(Items listed in a dataset)
= = = = =

fn run_plan_fixups(ctx: &RunContext, input: &Path, output: &Path) -> Result<()> {
    let rows = fixups::read_tenancy_rows(
        File::open(input).with_context(|| format!("Failed to open {}", input.display()))?,
    )?;
    let assets = ctx.assets();
    let tenures = ctx.table(&ctx.settings.tables.tenures);
    let tenure_search = SqliteIndex::new(&ctx.conn, ctx.settings.search_indexes.tenures.as_str());

    let reporter = ProgressReporter::new(rows.len(), ctx.settings.progress_every);
    let plan = FixupPlanner {
        assets: &assets,
        tenures: &tenures,
        tenure_search: &tenure_search,
        asset_index: ctx.asset_index(),
    }
    .plan(&rows, Some(&reporter))?;

    fixups::write_plan(output, &plan.fixups)?;
    for skipped in &plan.skipped {
        println!("  skipped {}: {}", skipped.prop_ref, skipped.reason);
    }
    println!(
        "{} fixup(s) written to {} - review before running apply-fixups",
        plan.fixups.len(),
        output.display()
    );
    Ok(())
}

fn run_apply_fixups(ctx: &RunContext, plan: &Path, search: bool, yes: bool, unconditional: bool) -> Result<()> {
    ctx.ensure_writable()?;
    let fixups = fixups::read_plan(plan)
        .with_context(|| format!("Failed to read plan {}", plan.display()))?;

    let patcher = ctx.patcher(unconditional);
    let applier = FixupApplier { patcher: &patcher };
    let mut confirm = ctx.confirmer(yes);

    let assets = ctx.assets();
    let table_report = applier.apply_to_table(&assets, &fixups, confirm.as_mut())?;
    ctx.journal(&table_report.events)?;
    println!("{}: {}", ctx.settings.tables.assets, table_report.tally.summary());

    if search {
        if confirm.confirm("Update the asset search index with the same changes?") {
            let index = SqliteIndex::new(&ctx.conn, ctx.settings.search_indexes.assets.as_str());
            let index_report = applier.apply_to_index(&index, &fixups, confirm.as_mut())?;
            ctx.journal(&index_report.events)?;
            println!("{}: {}", ctx.settings.search_indexes.assets, index_report.tally.summary());
        } else {
            warn!("Search index left unchanged; it now disagrees with the asset table");
        }
    }
    Ok(())
}

fn run_backfill<R>(ctx: &RunContext, table: &str, write: &WriteArgs, rule: R) -> Result<()>
where
    R: FnMut(&VersionedRecord) -> housing_reconcile::Result<Option<FieldUpdates>>,
{
    ctx.ensure_writable()?;
    let store = ctx.table(table);
    let patcher = ctx.patcher(write.unconditional);
    let mut confirm = ctx.confirmer(write.yes);

    let mut pass = Backfill::new(&patcher).with_journal(&ctx.conn);
    if write.resume {
        pass = pass.resume_after(patched_record_ids(&ctx.conn, table)?);
    }

    let reporter = ProgressReporter::new(store.count()?, ctx.settings.progress_every);
    let report = pass
        .run(&store, rule, confirm.as_mut(), Some(&reporter))
        .with_context(|| format!("Backfill of {} stopped", table))?;
    println!("{}: {}", table, report.tally.summary());
    Ok(())
}

fn run_verify_fixups(ctx: &RunContext, plan: &Path) -> Result<()> {
    let fixups = fixups::read_plan(plan)
        .with_context(|| format!("Failed to read plan {}", plan.display()))?;
    let assets = ctx.assets();
    let index = SqliteIndex::new(&ctx.conn, ctx.settings.search_indexes.assets.as_str());

    let findings = fixups::verify(&assets, Some(&index), &fixups)?;
    let failures = findings.iter().filter(|f| !f.is_warning()).count();
    for finding in &findings {
        println!("  {}", finding);
    }
    if failures > 0 {
        bail!("{} of {} fixup(s) did not land", failures, fixups.len());
    }
    println!("All {} fixup(s) verified", fixups.len());
    Ok(())
}

fn run_resolve_alerts(ctx: &RunContext, input: &Path, output: &Path) -> Result<()> {
    let mut sheet = Sheet::read(input).with_context(|| format!("Failed to read {}", input.display()))?;
    let assets = ctx.assets();
    let tenures = ctx.table(&ctx.settings.tables.tenures);

    let reporter = ProgressReporter::new(sheet.rows.len(), ctx.settings.progress_every);
    let tally = AlertResolver::new(&assets, &tenures, ctx.asset_index())?
        .resolve_sheet(&mut sheet, Some(&reporter))?;

    sheet.write(output)?;
    println!("{} -> {}: {}", input.display(), output.display(), tally.summary());
    Ok(())
}

fn run_crossref_alerts(ctx: &RunContext, query: &str, json: bool) -> Result<()> {
    let rows = query_records(&ctx.conn, query, []).context("Alert query failed")?;
    let persons = ctx.table(&ctx.settings.tables.persons);
    let reporter = ProgressReporter::new(rows.len(), ctx.settings.progress_every);

    let report = AlertCrossRef {
        persons: &persons,
        today: chrono::Local::now().date_naive(),
    }
    .check(&rows, Some(&reporter))?;

    if json {
        println!("{}", serde_json::to_string_pretty(&report)?);
        return Ok(());
    }
    for mismatch in &report.mismatches {
        println!("  ✗ {}", mismatch);
    }
    for unresolved in &report.unresolved {
        println!("  ? {}", unresolved);
    }
    println!("{}", report.tally.summary());
    Ok(())
}
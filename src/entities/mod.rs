// Entity Models - typed views of housing records
//
// Tenure is the authoritative record. Asset and Person each embed a copy of
// tenure fields that must be kept in step with it.

pub mod asset;
pub mod person;
pub mod tenure;

pub use asset::{Asset, AssetTenure};
pub use person::{Person, PersonTenure};
pub use tenure::{HouseholdMember, Tenure, TenureType, TenuredAsset};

= = = = =

■ What the exercise asks ■
Find every line above that contains the word "skipped", and return each one.

■ Reply to the exercise ■
    for skipped in &plan.skipped {
        println!("  skipped {}: {}", skipped.prop_ref, skipped.reason);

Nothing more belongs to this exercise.